07:00 AM - 08:00 AM Breakfast (Grand Ballroom D)

08:00 AM - 09:00 AM DS Keynote Speech (Grand Ballroom D) by Dr. Rajiv J. Krishnamurthy, Facebook

09:00 AM - 10:20 AM Session A

10:20 AM - 10:40 AM Break (Grand Ballroom D)

10:40 AM - 12:00 PM Session B

12:00 PM - 14:00 PM Lunch (Grand Ballroom D)

14:00 PM - 15:00 PM DMDA Keynote Speech (Grand Ballroom D) by Prof. Mohsen Bayati, Stanford University

15:00 PM - 15:20 PM Break (Grand Ballroom D)

15:20 PM - 17:00 PM Session C

Keynote Speakers

Rajiv Krishnamurthy

Rajiv Krishnamurthy is currently a Director of Data Science at Facebook Inc, Menlo Park, CA. He joined Facebook in 2011, since then he has led data science teams to optimize Facebook and its backend infrastructure while its userbase grew rapidly to over a billion plus users worldwide. Prior to Facebook, he worked in industry roles that focused on matching-algorithms and predictive analytics in the digital consumer space. Overall, Rajiv has been at the intersection of data, technology and decision making for the last fifteen years - first as an academic and then as a practitioner. As industry datasets evolve, tools mature and new business models emerge, he is passionate about bringing industry and academia closer to solve hard, practical problems. He has a PhD in Management Science, Masters in Computer Science, Masters in Telecom Engineering all from the University of Texas at Dallas, his undergraduate degree is in Electrical Engineering from NIT Warangal, India.

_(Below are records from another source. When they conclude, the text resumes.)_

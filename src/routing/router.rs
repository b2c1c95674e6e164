//! Router façade.
//!
//! # Responsibilities
//! - Build the route container lazily from an IO on first use
//! - Serve matching and URL generation from the live container
//! - Apply administrative changes and persist them through the IO
//!
//! # Design Decisions
//! - The live container sits behind an `ArcSwapOption`; readers never block
//! - Writers are serialized by a mutex: clone, apply, persist, then swap
//! - A failed persist leaves the live container untouched
//! - `invalidate` drops the container so the next access reloads it

use std::fmt;
use std::sync::{Arc, Mutex, PoisonError};
use std::time::Instant;

use arc_swap::ArcSwapOption;

use crate::io::{MemoryRouteContainerIo, RouteContainerIo};
use crate::observability::metrics;
use crate::routing::alias::Alias;
use crate::routing::container::RouteContainer;
use crate::routing::error::RouterError;
use crate::routing::result::RouterResult;
use crate::routing::route::{Callback, Route, RouteBuilder};

/// Entry point to the routing table.
pub struct Router {
    io: Arc<dyn RouteContainerIo>,
    container: ArcSwapOption<RouteContainer>,
    write_lock: Mutex<()>,
}

impl Router {
    pub fn new(io: Arc<dyn RouteContainerIo>) -> Self {
        Self {
            io,
            container: ArcSwapOption::empty(),
            write_lock: Mutex::new(()),
        }
    }

    /// A router over a fixed container, persisted in memory only.
    pub fn from_container(container: RouteContainer) -> Self {
        Self::new(Arc::new(MemoryRouteContainerIo::new(container)))
    }

    pub fn io(&self) -> &Arc<dyn RouteContainerIo> {
        &self.io
    }

    /// The live container, loading it on first access.
    pub fn container(&self) -> Result<Arc<RouteContainer>, RouterError> {
        if let Some(container) = self.container.load_full() {
            return Ok(container);
        }
        let _guard = self.write_lock.lock().unwrap_or_else(PoisonError::into_inner);
        self.load_locked()
    }

    fn load_locked(&self) -> Result<Arc<RouteContainer>, RouterError> {
        if let Some(container) = self.container.load_full() {
            return Ok(container);
        }

        let started = Instant::now();
        let container = Arc::new(self.io.route_container()?);
        metrics::record_container_load(self.io.name(), started);
        tracing::info!(
            io = self.io.name(),
            routes = container.len(),
            elapsed_ms = started.elapsed().as_millis() as u64,
            "Route container loaded"
        );

        self.container.store(Some(container.clone()));
        Ok(container)
    }

    /// Drop the live container; the next access reloads it through the IO.
    pub fn invalidate(&self) {
        let _guard = self.write_lock.lock().unwrap_or_else(PoisonError::into_inner);
        self.io.invalidate();
        self.container.store(None);
        tracing::debug!(io = self.io.name(), "Route container invalidated");
    }

    pub fn route(&self, method: &str, path: &str, base_url: &str) -> Result<RouterResult, RouterError> {
        let result = self.container()?.route(method, path, base_url);
        metrics::record_match(result.outcome());
        Ok(result)
    }

    pub fn url(
        &self,
        base_url: &str,
        id: &str,
        arguments: &[(&str, &str)],
        query: &[(&str, &str)],
        query_separator: &str,
    ) -> Result<String, RouterError> {
        self.container()?
            .url(base_url, id, arguments, query, query_separator)
    }

    /// Start a route tagged with the live container's source, so a write
    /// persists it.
    pub fn create_route(&self, path: impl Into<String>, callback: Callback) -> Result<RouteBuilder, RouterError> {
        Ok(self.container()?.create_route(path, callback))
    }

    pub fn create_alias(&self, path: &str, alias: &str, forced: bool) -> Result<Alias, RouterError> {
        self.container()?.create_alias(path, alias, forced)
    }

    pub fn routes(&self) -> Result<Vec<Arc<Route>>, RouterError> {
        Ok(self.container()?.routes().to_vec())
    }

    pub fn aliases(&self) -> Result<Vec<Arc<Alias>>, RouterError> {
        Ok(self.container()?.aliases().cloned().collect())
    }

    pub fn route_by_id(&self, id: &str) -> Result<Option<Arc<Route>>, RouterError> {
        Ok(self.container()?.route_by_id(id).cloned())
    }

    pub fn route_by_path(&self, path: &str) -> Result<Option<Arc<Route>>, RouterError> {
        Ok(self.container()?.route_by_path(path).cloned())
    }

    pub fn alias_by_path(&self, path: &str) -> Result<Option<Arc<Alias>>, RouterError> {
        Ok(self.container()?.alias_by_path(path).cloned())
    }

    pub fn alias_by_alias(&self, alias: &str) -> Result<Option<Arc<Alias>>, RouterError> {
        Ok(self.container()?.alias_by_alias(alias).cloned())
    }

    pub fn set_route(&self, route: Route) -> Result<(), RouterError> {
        tracing::info!(route = %route, "Setting route");
        self.update(|container| container.set_route(route))
    }

    pub fn unset_route(&self, route: &Route) -> Result<Option<Arc<Route>>, RouterError> {
        tracing::info!(route = %route, "Removing route");
        self.update(|container| container.unset_route(route))
    }

    /// Returns whether the alias was stored; a forced alias is kept over a
    /// non-forced one.
    pub fn set_alias(&self, alias: Alias) -> Result<bool, RouterError> {
        tracing::info!(alias = %alias.alias(), path = %alias.path(), "Setting alias");
        self.update(|container| container.set_alias(alias))
    }

    pub fn unset_alias(&self, alias: &Alias) -> Result<Option<Arc<Alias>>, RouterError> {
        tracing::info!(alias = %alias.alias(), "Removing alias");
        self.update(|container| container.unset_alias(alias))
    }

    fn update<T>(&self, apply: impl FnOnce(&mut RouteContainer) -> T) -> Result<T, RouterError> {
        let _guard = self.write_lock.lock().unwrap_or_else(PoisonError::into_inner);
        let current = self.load_locked()?;

        let mut next = RouteContainer::clone(&current);
        let output = apply(&mut next);
        self.io.set_route_container(&next)?;

        self.container.store(Some(Arc::new(next)));
        Ok(output)
    }
}

impl fmt::Debug for Router {
    fn fmt(&self, f: &mut fmt::Formatter<'_>) -> fmt::Result {
        f.debug_struct("Router")
            .field("io", &self.io)
            .field("loaded", &self.container.load().is_some())
            .finish()
    }
}

#[cfg(test)]
mod tests {
    use super::*;
    use std::sync::atomic::{AtomicUsize, Ordering};

    use crate::io::{IoError, StaticRouteContainerIo};

    #[derive(Debug, Default)]
    struct CountingIo {
        reads: AtomicUsize,
        inner: MemoryRouteContainerIo,
    }

    impl RouteContainerIo for CountingIo {
        fn name(&self) -> &'static str {
            "counting"
        }

        fn route_container(&self) -> Result<RouteContainer, IoError> {
            self.reads.fetch_add(1, Ordering::SeqCst);
            self.inner.route_container()
        }

        fn set_route_container(&self, container: &RouteContainer) -> Result<(), IoError> {
            self.inner.set_route_container(container)
        }
    }

    #[test]
    fn test_container_loaded_once() {
        let io = Arc::new(CountingIo::default());
        let router = Router::new(io.clone());
        assert_eq!(io.reads.load(Ordering::SeqCst), 0);

        router.route("GET", "/", "").unwrap();
        router.routes().unwrap();
        assert_eq!(io.reads.load(Ordering::SeqCst), 1);

        router.invalidate();
        router.route("GET", "/", "").unwrap();
        assert_eq!(io.reads.load(Ordering::SeqCst), 2);
    }

    #[test]
    fn test_set_route_persists_and_swaps() {
        let io = Arc::new(CountingIo::default());
        let router = Router::new(io.clone());

        let route = router.create_route("/user/{id}", Callback::function("user")).unwrap().id("user").build().unwrap();
        router.set_route(route).unwrap();

        assert_eq!(router.url("", "user", &[("id", "3")], &[], "&").unwrap(), "/user/3");
        assert_eq!(io.inner.route_container().unwrap().len(), 1);

        let removed = router.unset_route(&router.route_by_id("user").unwrap().unwrap()).unwrap();
        assert!(removed.is_some());
        assert!(router.routes().unwrap().is_empty());
    }

    #[test]
    fn test_failed_persist_keeps_live_container() {
        let mut container = RouteContainer::new();
        container.set_route(Route::new("/", Callback::function("home")).unwrap());
        let router = Router::new(Arc::new(StaticRouteContainerIo::new(container)));

        let err = router.set_route(Route::new("/new", Callback::function("new")).unwrap()).unwrap_err();
        assert!(matches!(err, RouterError::Io(IoError::ReadOnly(_))));
        assert_eq!(router.routes().unwrap().len(), 1);
        assert!(router.route("GET", "/new", "").unwrap().is_empty());
    }

    #[test]
    fn test_aliases_through_router() {
        let router = Router::from_container(RouteContainer::new());
        let alias = router.create_alias("/home", "/", true).unwrap();
        assert!(router.set_alias(alias).unwrap());
        assert_eq!(router.alias_by_path("/home").unwrap().unwrap().alias(), "/");

        let weaker = router.create_alias("/elsewhere", "/", false).unwrap();
        assert!(!router.set_alias(weaker).unwrap());

        let stored = router.alias_by_alias("/").unwrap().unwrap();
        assert!(router.unset_alias(&stored).unwrap().is_some());
        assert!(router.aliases().unwrap().is_empty());
    }
}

Title: Data Science: 2019 and Beyond – A Practitioner’s Perspective


Mohsen Bayati

Mohsen received a BS in Mathematics from Sharif University of Technology and a PhD in Electrical Engineering from Stanford University in 2007. His dissertation was on algorithms and models for large-scale networks. During the summers of 2005 and 2006 he interned at IBM Research and Microsoft Research respectively. He was a Postdoctoral Researcher with Microsoft Research from 2007 to 2009 working mainly on applications of machine learning and optimization methods in healthcare and online advertising. In particular, he helped develop a system for predicting hospital patient readmissions and obtained a decision support mechanism for allocating scarce hospital resources to post-discharge care. Their system is currently used in several hospitals across US and Europe. He was a Postdoctoral Scholar at Stanford University from 2009 to 2011 with a research focus in high-dimensional statistical learning. In 2011 he joined Stanford University as a faculty, and since 2015 he is an associate professor of Operations, Information, and Technology at Stanford University Graduate School of Business. He was awarded the INFORMS Healthcare Applications Society best paper (Pierskalla) award in 2014 and in 2016, INFORMS Applied Probability Society best paper award in 2015, and National Science Foundation CAREER award.

Title: Online Personalization of Many Decisions with High-Dimensional Covariates

Abstract: A central problem in personalized decision-making is to learn decision outcomes as functions of individual-specific covariates (contexts). Current algorithms on this topic (specifically, k-armed contextual bandits with d dimensional covariates) have regret bounds that scale as polynomials of degree at least two in k and d. In this talk, we present a new algorithm (REAL-Bandit) that targets the learning towards shared similarities among decisions. We also prove that the regret of our algorithm scales by r(k+d) when r is rank of the k by d matrix of unknown parameters. REAL-Bandit relies on ideas from low-rank matrix estimation literature and a new row-enhancement subroutine that yields sharper bounds for estimating each row of the parameter matrix that may be of independent interest. Moreover, we show empirically that REAL-Bandit algorithm outperforms existing benchmarks.

Workshop Committee

The DMDA Workshop Co-Chairs

  • Tong Wang, University of Iowa
  • Roy Jafari, California Polytechnic State University
  • Minh Pham, Rochester Institute of Technology
  • Chun-An (Joe) Chou, Northeastern University
  • Ozden Gur Ali, Koc University

The DMDA Workshop Management Committee

  • George Runger (Arizona State University)
  • Cynthia Rudin (Duke University)
  • Paul Brooks (Virginia Commonwealth University)
  • Onur Seref (Virginia Tech)
  • Asil Oztekin (University of Massachusetts Lowell)
  • Matthew Lanham (Purdue University)
  • Ramin Moghaddass (University of Miami)

Sponsors





Please contact us at dmdaworkshop@gmail.com if you have any questions.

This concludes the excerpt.